10. “What are the next steps after this interview?”
While this might seem to be too obvious to ask, this question will give you an idea of when you can expect to hear back about your interview and shows that you’re eager to move forward with the interview process.
It can also be used as a chance to address any time-sensitive items your interviewer should know about you (i.e. other offers you’re considering, relocation, or transportation arrangements).
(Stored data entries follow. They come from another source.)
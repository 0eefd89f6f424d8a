//! Packet decoding
//!
//! Applies a [`Definition`] to a raw response packet. Decoding never fails:
//! a parameter whose bytes are not in the packet is left out of the sample.

use byteorder::{BigEndian, ByteOrder};
use chrono::{DateTime, Utc};
use serde::{Deserialize, Serialize};
use thiserror::Error;

use crate::definition::{Definition, ParameterDefinition, ParameterId};

/// Errors building a sample by hand
#[derive(Error, Debug, Clone, PartialEq)]
pub enum SampleError {
    #[error("Parameter '{0}' is not part of definition '{1}'")]
    UnknownParameter(ParameterId, String),
}

/// One decoded snapshot of telemetry values
#[derive(Debug, Clone, PartialEq, Serialize, Deserialize)]
pub struct TelemetrySample {
    /// Capture time
    pub timestamp: DateTime<Utc>,
    /// Values in definition order
    #[serde(with = "values_as_map")]
    values: Vec<(ParameterId, f64)>,
}

/// Serializes the ordered value list as a JSON-style object, keeping entry order
mod values_as_map {
    use serde::de::{MapAccess, Visitor};
    use serde::ser::SerializeMap;
    use serde::{Deserializer, Serializer};
    use std::fmt;

    use crate::definition::ParameterId;

    pub fn serialize<S: Serializer>(
        values: &[(ParameterId, f64)],
        serializer: S,
    ) -> Result<S::Ok, S::Error> {
        let mut map = serializer.serialize_map(Some(values.len()))?;
        for (id, value) in values {
            map.serialize_entry(id, value)?;
        }
        map.end()
    }

    struct OrderedValues;

    impl<'de> Visitor<'de> for OrderedValues {
        type Value = Vec<(ParameterId, f64)>;

        fn expecting(&self, f: &mut fmt::Formatter<'_>) -> fmt::Result {
            f.write_str("a map of parameter ids to values")
        }

        fn visit_map<A: MapAccess<'de>>(self, mut access: A) -> Result<Self::Value, A::Error> {
            let mut values: Vec<(ParameterId, f64)> =
                Vec::with_capacity(access.size_hint().unwrap_or(0));
            while let Some((id, value)) = access.next_entry::<ParameterId, f64>()? {
                // A repeated key keeps its first position
                match values.iter_mut().find(|(k, _)| *k == id) {
                    Some(entry) => entry.1 = value,
                    None => values.push((id, value)),
                }
            }
            Ok(values)
        }
    }

    pub fn deserialize<'de, D: Deserializer<'de>>(
        deserializer: D,
    ) -> Result<Vec<(ParameterId, f64)>, D::Error> {
        deserializer.deserialize_map(OrderedValues)
    }
}

impl TelemetrySample {
    /// Create an empty sample
    pub fn empty(timestamp: DateTime<Utc>) -> Self {
        Self {
            timestamp,
            values: Vec::new(),
        }
    }

    /// Build a sample from explicit values, checking every id against `definition`
    pub fn from_values<I, K>(
        definition: &Definition,
        timestamp: DateTime<Utc>,
        values: I,
    ) -> Result<Self, SampleError>
    where
        I: IntoIterator<Item = (K, f64)>,
        K: Into<ParameterId>,
    {
        let mut sample = Self::empty(timestamp);
        for (id, value) in values {
            let id = id.into();
            if !definition.contains(id.as_str()) {
                return Err(SampleError::UnknownParameter(id, definition.name.clone()));
            }
            sample.set(id, value);
        }
        Ok(sample)
    }

    fn set(&mut self, id: ParameterId, value: f64) {
        match self.values.iter_mut().find(|(k, _)| *k == id) {
            Some(entry) => entry.1 = value,
            None => self.values.push((id, value)),
        }
    }

    /// Value for `id`, if it was decoded
    pub fn get(&self, id: &str) -> Option<f64> {
        self.values
            .iter()
            .find(|(k, _)| k.as_str() == id)
            .map(|(_, v)| *v)
    }

    /// Whether `id` was decoded
    pub fn contains(&self, id: &str) -> bool {
        self.get(id).is_some()
    }

    /// Decoded ids, in definition order
    pub fn keys(&self) -> impl Iterator<Item = &ParameterId> {
        self.values.iter().map(|(k, _)| k)
    }

    /// Decoded (id, value) pairs, in definition order
    pub fn iter(&self) -> impl Iterator<Item = (&ParameterId, f64)> {
        self.values.iter().map(|(k, v)| (k, *v))
    }

    /// Number of decoded values
    pub fn len(&self) -> usize {
        self.values.len()
    }

    /// Whether nothing was decoded
    pub fn is_empty(&self) -> bool {
        self.values.is_empty()
    }
}

/// Raw value of `param` in `packet`, or `None` if its first byte is missing.
///
/// A 2-byte field whose low byte is missing reads as a 1-byte field at the
/// same offset.
pub fn extract_raw(param: &ParameterDefinition, packet: &[u8]) -> Option<u16> {
    let off = param.packet_offset;
    let first = *packet.get(off)?;
    if param.byte_count == 2 && off + 1 < packet.len() {
        return Some(BigEndian::read_u16(&packet[off..off + 2]));
    }
    Some(u16::from(first))
}

/// Decode `packet`, stamping the sample with the current time
pub fn decode(definition: &Definition, packet: &[u8]) -> TelemetrySample {
    decode_at(definition, packet, Utc::now())
}

/// Decode `packet` with an explicit capture time
pub fn decode_at(definition: &Definition, packet: &[u8], timestamp: DateTime<Utc>) -> TelemetrySample {
    let mut sample = TelemetrySample::empty(timestamp);
    for param in &definition.parameters {
        if let Some(raw) = extract_raw(param, packet) {
            sample.set(param.id.clone(), param.raw_to_display(f64::from(raw)));
        }
    }
    sample
}

#[cfg(test)]
mod tests {
    use super::*;
    use pretty_assertions::assert_eq;

    fn two_field_definition() -> Definition {
        Definition::new("test")
            .with_parameter(ParameterDefinition::new("lo", "Low byte", 0, 1))
            .with_parameter(ParameterDefinition::new("word", "Word", 0, 2).with_conversion(0.1, 0.0))
    }

    #[test]
    fn test_known_packet() {
        let sample = decode(&two_field_definition(), &[0x00, 0x64]);
        assert_eq!(sample.get("lo"), Some(0.0));
        let word = sample.get("word").unwrap();
        assert!((word - 10.0).abs() < 1e-9);
    }

    #[test]
    fn test_two_byte_field_truncates_to_one_byte() {
        let def = Definition::new("t").with_parameter(ParameterDefinition::new("w", "W", 1, 2));
        let sample = decode(&def, &[0x12, 0x34]);
        assert_eq!(sample.get("w"), Some(f64::from(0x34u8)));
    }

    #[test]
    fn test_out_of_range_field_is_omitted() {
        let def = Definition::new("t")
            .with_parameter(ParameterDefinition::new("a", "A", 0, 1))
            .with_parameter(ParameterDefinition::new("b", "B", 4, 1));
        let sample = decode(&def, &[0x01, 0x02]);
        assert!(sample.contains("a"));
        assert!(!sample.contains("b"));
        assert_eq!(sample.len(), 1);
    }

    #[test]
    fn test_empty_packet_and_empty_definition() {
        assert!(decode(&two_field_definition(), &[]).is_empty());
        assert!(decode(&Definition::new("none"), &[1, 2, 3]).is_empty());
    }

    #[test]
    fn test_linear_conversion() {
        let def = Definition::new("t").with_parameter(
            ParameterDefinition::new("clt", "Coolant Temp", 0, 1).with_conversion(0.75, -40.0),
        );
        assert_eq!(decode(&def, &[200]).get("clt"), Some(110.0));
    }

    #[test]
    fn test_keys_follow_definition_order() {
        let def = Definition::new("t")
            .with_parameter(ParameterDefinition::new("z", "Z", 1, 1))
            .with_parameter(ParameterDefinition::new("a", "A", 0, 1));
        let sample = decode(&def, &[1, 2]);
        let keys: Vec<&str> = sample.keys().map(|k| k.as_str()).collect();
        assert_eq!(keys, vec!["z", "a"]);
    }

    #[test]
    fn test_serializes_values_as_object() {
        let def = two_field_definition();
        let sample = decode(&def, &[0x00, 0x64]);
        let json = serde_json::to_value(&sample).unwrap();
        assert_eq!(json["values"]["lo"], 0.0);
        assert!(json["timestamp"].is_string());
    }

    #[test]
    fn test_deserialize_keeps_definition_order() {
        let def = Definition::new("t")
            .with_parameter(ParameterDefinition::new("z", "Z", 1, 1))
            .with_parameter(ParameterDefinition::new("a", "A", 0, 1));
        let sample = decode(&def, &[1, 2]);

        let json = serde_json::to_string(&sample).unwrap();
        let back: TelemetrySample = serde_json::from_str(&json).unwrap();
        assert_eq!(back, sample);
        let keys: Vec<&str> = back.keys().map(|k| k.as_str()).collect();
        assert_eq!(keys, vec!["z", "a"]);
        assert_eq!(
            crate::datalog::to_csv([&back]).unwrap().lines().next(),
            Some("timestamp,z,a")
        );
    }

    #[test]
    fn test_from_values_rejects_unknown_ids() {
        let def = two_field_definition();
        let ok = TelemetrySample::from_values(&def, Utc::now(), [("lo", 1.0)]).unwrap();
        assert_eq!(ok.get("lo"), Some(1.0));

        let err = TelemetrySample::from_values(&def, Utc::now(), [("rpm", 1.0)]).unwrap_err();
        assert_eq!(
            err,
            SampleError::UnknownParameter(ParameterId::from("rpm"), "test".into())
        );
    }
}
Being transparent from the get-go helps things run smoothly - not to mention it can cause your potential employer to accelerate their hiring process to get you on board should they see that you’re the right candidate and want to avoid you being scooped up by a competitor.
Some Additional Tips
While it’s great to come to an interview prepared with questions that relate to the company and the role itself, here are a few additional tips to keep in mind to ensure you’re asking the best, most important questions and to avoid any stumbles:
- Ask questions that require more than a ‘yes’ or ‘no’ response, but none that require too broad an answer where concise responses prove too difficult.
- Be sure not to ask any more than, ideally, three questions post-interview, but have more prepared so you can pick and choose which are most appropriate come the time (avoid anything too obvious).
- Stay away from questions that focus too much on how you’d benefit from accepting the job as this can sometimes read as pretentious.
- Hold off on any questions related to salary and/or benefits until you’re in the negotiations stage of accepting the role.
- If the interviewer has answered all of the questions you meant to ask throughout the course of the interview, let them know what you were going to ask anyway. This will give you time to clarify and confirm the answers.
We hope that this blog has helped you gather some good questions to ask an interviewer that will show you’re not only keen to fill the open position but that will help you sail through the interview process with ease.
Remember, the best interview questions are ones that are mutually beneficial, driving further conversation and easy rapport.